Pakistan President Pervez Musharraf memoir In the Line of Fire is threatening to challenge JK Rowling's Harry Potter not only in sales but also in his magic tricks, according to the Wall Street Journal.
The paper cites "a revisionist recount of Pakistan's 1999 incursion into India's side of Kargil in the Kashmir region - which the world roundly condemned but is described in the book as a "stroke of genius" - as an example of "Musharraf's magical fiction".
"Witness also Musharraf's own mighty spells at work. His omission of the December 2001 attack on the Indian Parliament led by terrorists based in Pakistan, his refusal to fully disclose intelligence on the Daniel Pearl murder, and his continued protection of AQ Khan - supplier of nuclear secrets to the world's leading terrorists - are all disappearing acts par excellence. It's enough to put Harry's Invisibility Cloak to shame."

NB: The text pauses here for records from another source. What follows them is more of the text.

//! `sites` command: list registered sources.

use console::style;

use crate::sites::SiteRegistry;

pub fn run(registry: &SiteRegistry) -> anyhow::Result<()> {
    for meta in registry.list() {
        let auth = if meta.requires_auth {
            style("auth required").yellow().to_string()
        } else {
            style("public").green().to_string()
        };
        println!(
            "{:<12} {:<28} {}  [{}]",
            style(meta.id).bold(),
            meta.name,
            auth,
            meta.asset_types.join(", ")
        );
    }
    Ok(())
}
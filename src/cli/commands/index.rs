//! `index` command: index a source and summarize the result.

use std::collections::BTreeMap;

use console::style;
use tokio::sync::mpsc;

use crate::sites::{ProgressSink, SiteRegistry};

pub async fn run(registry: &SiteRegistry, source_id: &str) -> anyhow::Result<()> {
    let adapter = registry
        .get(source_id)
        .ok_or_else(|| anyhow::anyhow!("Unknown source: {source_id}"))?;

    let (tx, mut rx) = mpsc::channel::<String>(32);
    let printer = tokio::spawn(async move {
        while let Some(message) = rx.recv().await {
            println!("  {}", style(message).dim());
        }
    });

    let items = adapter.index_content(&ProgressSink::new(tx)).await?;
    let _ = printer.await;

    let mut by_type: BTreeMap<&str, usize> = BTreeMap::new();
    for item in &items {
        *by_type.entry(item.asset_type.as_str()).or_default() += 1;
    }

    println!(
        "{} {} items from {}",
        style("Indexed").green().bold(),
        items.len(),
        adapter.metadata().name
    );
    for (asset_type, count) in by_type {
        println!("  {asset_type}: {count}");
    }
    for item in items.iter().take(10) {
        println!("  {}  {}", style(&item.id).dim(), item.title);
    }
    if items.len() > 10 {
        println!("  ... and {} more", items.len() - 10);
    }
    Ok(())
}
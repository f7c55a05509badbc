//! `sync` command: diff sources against local holdings, then download.

use std::path::PathBuf;
use std::sync::Arc;

use console::style;

use crate::cli::render::render_events;
use crate::config::Settings;
use crate::services::batch::{BatchConfig, BatchRunner, SessionRegistry};
use crate::services::SyncService;
use crate::sites::{ProgressSink, SiteRegistry};

pub async fn run(
    registry: Arc<SiteRegistry>,
    settings: Settings,
    source: Option<String>,
    search_dir: Option<PathBuf>,
    dry_run: bool,
) -> anyhow::Result<()> {
    let search_dir = search_dir.unwrap_or_else(|| settings.search_dir());

    if dry_run {
        return dry_run_report(&registry, &settings, source.as_deref(), &search_dir).await;
    }

    let config = BatchConfig::from_settings(&settings);
    let keepalive = config.keepalive_interval;
    let runner = Arc::new(BatchRunner::new(registry, settings, config));
    let sessions = SessionRegistry::new();

    let session_id = runner.spawn_sync_all(&sessions, source, search_dir).await;
    let stream = sessions
        .claim(session_id, keepalive)
        .await
        .expect("freshly opened session");

    render_events(stream).await
}

/// Report the delta per source without downloading anything.
async fn dry_run_report(
    registry: &SiteRegistry,
    settings: &Settings,
    source: Option<&str>,
    search_dir: &std::path::Path,
) -> anyhow::Result<()> {
    let sync_service = SyncService::new(settings.download_dir());

    let adapters: Vec<_> = registry
        .ordered_for_batch()
        .into_iter()
        .filter(|a| source.map(|s| a.metadata().id == s).unwrap_or(true))
        .collect();
    if adapters.is_empty() {
        anyhow::bail!("Unknown source: {}", source.unwrap_or("<none>"));
    }

    for adapter in adapters {
        let meta = adapter.metadata();
        println!("{}", style(format!("Checking {}...", meta.name)).cyan());

        let items = match adapter.index_content(&ProgressSink::discard()).await {
            Ok(items) => items,
            Err(e) => {
                println!("  {} indexing failed: {e}", style("✗").red());
                continue;
            }
        };

        let report = sync_service.sync_source(meta.id, meta.name, &items, Some(search_dir));
        println!(
            "  {} indexed, {} local, {} new",
            report.indexed, report.local, report.new
        );
        for preview in &report.preview {
            println!("    {}  {}", style(&preview.id).dim(), preview.title);
        }
        if report.new > report.preview.len() {
            println!("    ... and {} more", report.new - report.preview.len());
        }
    }
    Ok(())
}
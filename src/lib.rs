//! Crawlavator - batch content archiver.
//!
//! Indexes and downloads content (videos, articles, PDFs, audio,
//! transcripts) from pluggable site adapters, tracks retrieval state in a
//! durable manifest, and drives long-running batch operations with per-item
//! failure isolation.

pub mod cli;
pub mod config;
pub mod models;
pub mod services;
pub mod sites;
pub mod utils;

But fooled readers needn't feel embarrassed. Musharraf has confused many - especially when it comes to his commitment to the war on terror, the influential US daily said.
He's stepped up to the fight at considerable personal risk, as the title of his book suggests. At the same time, groups with known Al-Qaeda affiliations rest easy within his country's borders and he has effectively ceded parts of Pakistan's North West Frontier Province as a base for the Taliban, it noted.